Poster Session: May 31, 9:00 AM – 12:00 PM CDT

Session title: Gastrointestinal Cancer – Colorectal and Anal

Poster Board: 205

OncoMimics immunotherapies are designed to activate pre-existing effector memory T cells against bacterial (non-self) peptides that strongly cross-react with corresponding Tumor-Associated Antigens (TAAs), or B cell markers expressed on tumoral cells, resulting in a rapid, targeted cytotoxic response against cancer cells. TAAs escape detection through a process known as Thymic deletion, whereby the immune system learns not to attack "self" proteins. OncoMimics work by tricking the immune system because they are different enough from TAAs to raise an immune response that is specific to the OncoMimics and also against the TAAs, thereby mounting a natural and potent immune response against cancer.

EO4010, Enterome’s third clinical-stage OncoMimics candidate, combines five microbial-derived peptides that mimic HLA-A2 restricted CD8+ T cell epitopes from five TAAs: BIRC5/survivin, FOXM1, UBE2C (UBCH10), CDC20, and KIF2C (MCAK). It also includes a CD4 helper peptide, Universal Cancer Peptide 2 (UCP2), to bolster immune activation.

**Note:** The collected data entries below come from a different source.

//! GAP calls.

use crate::codec::impl_codec;
use crate::command::Request;
use crate::opcode::{opcodes, Opcode};
use crate::primitives::{ShortValue, Value};
use crate::types::{AdvParams, ConnParams, ConnSec, GapAddr, ScanParams, SecMode};

/// Set the local Bluetooth address.
#[derive(Debug, Clone, Copy, PartialEq, Eq)]
#[cfg_attr(feature = "defmt", derive(defmt::Format))]
pub struct GapAddressSet {
    /// 0 for no automatic address cycling, 1 for automatic cycling.
    pub cycle_mode: u8,
    pub addr: GapAddr,
}

impl_codec!(GapAddressSet { cycle_mode, addr });

impl Request for GapAddressSet {
    const OPCODE: Opcode = opcodes::GAP_ADDRESS_SET;
    type Output<'r> = ();
}

/// Read the local Bluetooth address.
#[derive(Debug, Clone, Copy, PartialEq, Eq)]
#[cfg_attr(feature = "defmt", derive(defmt::Format))]
pub struct GapAddressGet;

impl_codec!(GapAddressGet {});

impl Request for GapAddressGet {
    const OPCODE: Opcode = opcodes::GAP_ADDRESS_GET;
    type Output<'r> = GapAddr;
}

/// Set advertising and scan response data. Empty data is sent as a zero length.
#[derive(Debug, Clone, Copy, PartialEq, Eq)]
#[cfg_attr(feature = "defmt", derive(defmt::Format))]
pub struct GapAdvDataSet<'a> {
    pub data: ShortValue<'a>,
    pub sr_data: ShortValue<'a>,
}

impl_codec!(GapAdvDataSet<'a> { data, sr_data });

impl Request for GapAdvDataSet<'_> {
    const OPCODE: Opcode = opcodes::GAP_ADV_DATA_SET;
    type Output<'r> = ();
}

#[derive(Debug, Clone, Copy, PartialEq, Eq)]
#[cfg_attr(feature = "defmt", derive(defmt::Format))]
pub struct GapAdvStart {
    pub params: AdvParams,
}

impl_codec!(GapAdvStart { params });

impl Request for GapAdvStart {
    const OPCODE: Opcode = opcodes::GAP_ADV_START;
    type Output<'r> = ();
}

#[derive(Debug, Clone, Copy, PartialEq, Eq)]
#[cfg_attr(feature = "defmt", derive(defmt::Format))]
pub struct GapAdvStop;

impl_codec!(GapAdvStop {});

impl Request for GapAdvStop {
    const OPCODE: Opcode = opcodes::GAP_ADV_STOP;
    type Output<'r> = ();
}

/// Request new connection parameters for a link.
#[derive(Debug, Clone, Copy, PartialEq, Eq)]
#[cfg_attr(feature = "defmt", derive(defmt::Format))]
pub struct GapConnParamUpdate {
    pub conn_handle: u16,
    pub params: ConnParams,
}

impl_codec!(GapConnParamUpdate { conn_handle, params });

impl Request for GapConnParamUpdate {
    const OPCODE: Opcode = opcodes::GAP_CONN_PARAM_UPDATE;
    type Output<'r> = ();
}

#[derive(Debug, Clone, Copy, PartialEq, Eq)]
#[cfg_attr(feature = "defmt", derive(defmt::Format))]
pub struct GapDisconnect {
    pub conn_handle: u16,
    pub hci_status_code: u8,
}

impl_codec!(GapDisconnect {
    conn_handle,
    hci_status_code,
});

impl Request for GapDisconnect {
    const OPCODE: Opcode = opcodes::GAP_DISCONNECT;
    type Output<'r> = ();
}

/// Set the radio output power in dBm.
#[derive(Debug, Clone, Copy, PartialEq, Eq)]
#[cfg_attr(feature = "defmt", derive(defmt::Format))]
pub struct GapTxPowerSet {
    pub tx_power: i8,
}

impl_codec!(GapTxPowerSet { tx_power });

impl Request for GapTxPowerSet {
    const OPCODE: Opcode = opcodes::GAP_TX_POWER_SET;
    type Output<'r> = ();
}

#[derive(Debug, Clone, Copy, PartialEq, Eq)]
#[cfg_attr(feature = "defmt", derive(defmt::Format))]
pub struct GapAppearanceSet {
    pub appearance: u16,
}

impl_codec!(GapAppearanceSet { appearance });

impl Request for GapAppearanceSet {
    const OPCODE: Opcode = opcodes::GAP_APPEARANCE_SET;
    type Output<'r> = ();
}

#[derive(Debug, Clone, Copy, PartialEq, Eq)]
#[cfg_attr(feature = "defmt", derive(defmt::Format))]
pub struct GapAppearanceGet;

impl_codec!(GapAppearanceGet {});

impl Request for GapAppearanceGet {
    const OPCODE: Opcode = opcodes::GAP_APPEARANCE_GET;
    type Output<'r> = u16;
}

/// Set the peripheral preferred connection parameters.
#[derive(Debug, Clone, Copy, PartialEq, Eq)]
#[cfg_attr(feature = "defmt", derive(defmt::Format))]
pub struct GapPpcpSet {
    pub params: ConnParams,
}

impl_codec!(GapPpcpSet { params });

impl Request for GapPpcpSet {
    const OPCODE: Opcode = opcodes::GAP_PPCP_SET;
    type Output<'r> = ();
}

#[derive(Debug, Clone, Copy, PartialEq, Eq)]
#[cfg_attr(feature = "defmt", derive(defmt::Format))]
pub struct GapPpcpGet;

impl_codec!(GapPpcpGet {});

impl Request for GapPpcpGet {
    const OPCODE: Opcode = opcodes::GAP_PPCP_GET;
    type Output<'r> = ConnParams;
}

/// Set the GAP device name and its write permission.
#[derive(Debug, Clone, Copy, PartialEq, Eq)]
#[cfg_attr(feature = "defmt", derive(defmt::Format))]
pub struct GapDeviceNameSet<'a> {
    pub write_perm: SecMode,
    pub name: Value<'a>,
}

impl_codec!(GapDeviceNameSet<'a> { write_perm, name });

impl Request for GapDeviceNameSet<'_> {
    const OPCODE: Opcode = opcodes::GAP_DEVICE_NAME_SET;
    type Output<'r> = ();
}

/// Read up to `max_len` bytes of the GAP device name.
#[derive(Debug, Clone, Copy, PartialEq, Eq)]
#[cfg_attr(feature = "defmt", derive(defmt::Format))]
pub struct GapDeviceNameGet {
    pub max_len: u16,
}

impl_codec!(GapDeviceNameGet { max_len });

impl Request for GapDeviceNameGet {
    const OPCODE: Opcode = opcodes::GAP_DEVICE_NAME_GET;
    type Output<'r> = Value<'r>;
}

#[derive(Debug, Clone, Copy, PartialEq, Eq)]
#[cfg_attr(feature = "defmt", derive(defmt::Format))]
pub struct GapConnSecGet {
    pub conn_handle: u16,
}

impl_codec!(GapConnSecGet { conn_handle });

impl Request for GapConnSecGet {
    const OPCODE: Opcode = opcodes::GAP_CONN_SEC_GET;
    type Output<'r> = ConnSec;
}

/// Start reporting RSSI changes on a link.
///
/// An RSSI changed event is emitted when the RSSI moves by at least `threshold_dbm`, after
/// `skip_count` samples above the threshold.
#[derive(Debug, Clone, Copy, PartialEq, Eq)]
#[cfg_attr(feature = "defmt", derive(defmt::Format))]
pub struct GapRssiStart {
    pub conn_handle: u16,
    pub threshold_dbm: u8,
    pub skip_count: u8,
}

impl_codec!(GapRssiStart {
    conn_handle,
    threshold_dbm,
    skip_count,
});

impl Request for GapRssiStart {
    const OPCODE: Opcode = opcodes::GAP_RSSI_START;
    type Output<'r> = ();
}

#[derive(Debug, Clone, Copy, PartialEq, Eq)]
#[cfg_attr(feature = "defmt", derive(defmt::Format))]
pub struct GapRssiStop {
    pub conn_handle: u16,
}

impl_codec!(GapRssiStop { conn_handle });

impl Request for GapRssiStop {
    const OPCODE: Opcode = opcodes::GAP_RSSI_STOP;
    type Output<'r> = ();
}

#[derive(Debug, Clone, Copy, PartialEq, Eq)]
#[cfg_attr(feature = "defmt", derive(defmt::Format))]
pub struct GapScanStart {
    pub params: ScanParams,
}

impl_codec!(GapScanStart { params });

impl Request for GapScanStart {
    const OPCODE: Opcode = opcodes::GAP_SCAN_START;
    type Output<'r> = ();
}

#[derive(Debug, Clone, Copy, PartialEq, Eq)]
#[cfg_attr(feature = "defmt", derive(defmt::Format))]
pub struct GapScanStop;

impl_codec!(GapScanStop {});

impl Request for GapScanStop {
    const OPCODE: Opcode = opcodes::GAP_SCAN_STOP;
    type Output<'r> = ();
}

/// Connect to a peer.
#[derive(Debug, Clone, Copy, PartialEq, Eq)]
#[cfg_attr(feature = "defmt", derive(defmt::Format))]
pub struct GapConnect {
    pub peer_addr: GapAddr,
    pub scan_params: ScanParams,
    pub conn_params: ConnParams,
}

impl_codec!(GapConnect {
    peer_addr,
    scan_params,
    conn_params,
});

impl Request for GapConnect {
    const OPCODE: Opcode = opcodes::GAP_CONNECT;
    type Output<'r> = ();
}

#[derive(Debug, Clone, Copy, PartialEq, Eq)]
#[cfg_attr(feature = "defmt", derive(defmt::Format))]
pub struct GapConnectCancel;

impl_codec!(GapConnectCancel {});

impl Request for GapConnectCancel {
    const OPCODE: Opcode = opcodes::GAP_CONNECT_CANCEL;
    type Output<'r> = ();
}

/// Read the last RSSI sample of a link, in dBm.
#[derive(Debug, Clone, Copy, PartialEq, Eq)]
#[cfg_attr(feature = "defmt", derive(defmt::Format))]
pub struct GapRssiGet {
    pub conn_handle: u16,
}

impl_codec!(GapRssiGet { conn_handle });

impl Request for GapRssiGet {
    const OPCODE: Opcode = opcodes::GAP_RSSI_GET;
    type Output<'r> = i8;
}

#[cfg(test)]
mod tests {
    use super::*;
    use crate::command::{req_dec, req_enc, rsp_dec, rsp_enc, Response};
    use crate::error::nrf_error::NRF_SUCCESS;
    use crate::types::{AddrType, AdvType, ChannelMask};
    use crate::Error;

    #[test]
    fn adv_data_set_with_empty_scan_response() {
        let req = GapAdvDataSet {
            data: ShortValue(&[0x02, 0x01, 0x06]),
            sr_data: ShortValue(&[]),
        };
        let mut buf = [0u8; 16];
        let len = req_enc(&req, &mut buf).unwrap();
        assert_eq!(&buf[..len], &[0x6E, 0x03, 0x02, 0x01, 0x06, 0x00]);

        let decoded: GapAdvDataSet = req_dec(&buf[..len]).unwrap();
        assert_eq!(decoded, req);
        assert!(decoded.sr_data.0.is_empty());
    }

    #[test]
    fn adv_data_length_past_end() {
        let buf = [0x6E, 0x05, 0x02, 0x01];
        assert_eq!(req_dec::<GapAdvDataSet>(&buf), Err(Error::InvalidLength));
    }

    #[test]
    fn adv_start_layout() {
        let req = GapAdvStart {
            params: AdvParams {
                adv_type: AdvType::Ind,
                fp: 0,
                interval: 0x0028,
                timeout: 0,
                channel_mask: ChannelMask::empty(),
            },
        };
        let mut buf = [0u8; 16];
        let len = req_enc(&req, &mut buf).unwrap();
        assert_eq!(&buf[..len], &[0x6F, 0x00, 0x00, 0x28, 0x00, 0x00, 0x00, 0x00]);
    }

    #[test]
    fn connect_layout() {
        let req = GapConnect {
            peer_addr: GapAddr {
                addr_type: AddrType::Public,
                addr: [1, 2, 3, 4, 5, 6],
            },
            scan_params: ScanParams {
                active: true,
                selective: false,
                interval: 0x00A0,
                window: 0x0050,
                timeout: 0,
            },
            conn_params: ConnParams {
                min_conn_interval: 6,
                max_conn_interval: 12,
                slave_latency: 0,
                conn_sup_timeout: 400,
            },
        };
        let mut buf = [0u8; 32];
        let len = req_enc(&req, &mut buf).unwrap();
        assert_eq!(len, 1 + 7 + 8 + 8);
        assert_eq!(&buf[..9], &[0x88, 0x00, 1, 2, 3, 4, 5, 6, 0x01]);
        assert_eq!(req_dec::<GapConnect>(&buf[..len]).unwrap(), req);
    }

    #[test]
    fn tx_power_is_signed() {
        let mut buf = [0u8; 4];
        let len = req_enc(&GapTxPowerSet { tx_power: -8 }, &mut buf).unwrap();
        assert_eq!(&buf[..len], &[0x73, 0xF8]);
    }

    #[test]
    fn parameterless_request_is_opcode_only() {
        let mut buf = [0u8; 4];
        assert_eq!(req_enc(&GapAdvStop, &mut buf), Ok(1));
        assert_eq!(buf[0], 0x70);
        assert_eq!(req_dec::<GapAdvStop>(&[0x70]), Ok(GapAdvStop));
        assert_eq!(req_dec::<GapAdvStop>(&[0x70, 0x00]), Err(Error::InvalidLength));
    }

    #[test]
    fn device_name_get_borrows_name() {
        let mut buf = [0u8; 32];
        let len = rsp_enc::<GapDeviceNameGet>(NRF_SUCCESS, Some(&Value(b"nrf-dev")), &mut buf).unwrap();
        assert_eq!(&buf[5..7], &[0x07, 0x00]);
        match rsp_dec::<GapDeviceNameGet>(&buf[..len]).unwrap() {
            Response::Success(name) => assert_eq!(name.0, b"nrf-dev"),
            other => panic!("unexpected {:?}", other),
        }
    }

    #[test]
    fn rssi_get_output() {
        let buf = [0x8A, 0, 0, 0, 0, 0xC4];
        assert_eq!(rsp_dec::<GapRssiGet>(&buf), Ok(Response::Success(-60)));
    }
}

Colorectal cancer (CRC) is the third most common cancer in men and the second in women, contributing to 10% of all cancers worldwide. It is the fourth most common cause of cancer-related death, with more than 600,000 deaths annually. Despite all efforts with surgery and adjuvant therapy, 25% of patients with localized CRC later develop metastases, and around 20% of cases are metastatic at diagnosis. Thus, CRC continues to be a major therapeutic challenge with a considerable number of patients experiencing premature death, fewer than 20% of those diagnosed with recurring/metastatic disease surviving beyond 5 years from diagnosis.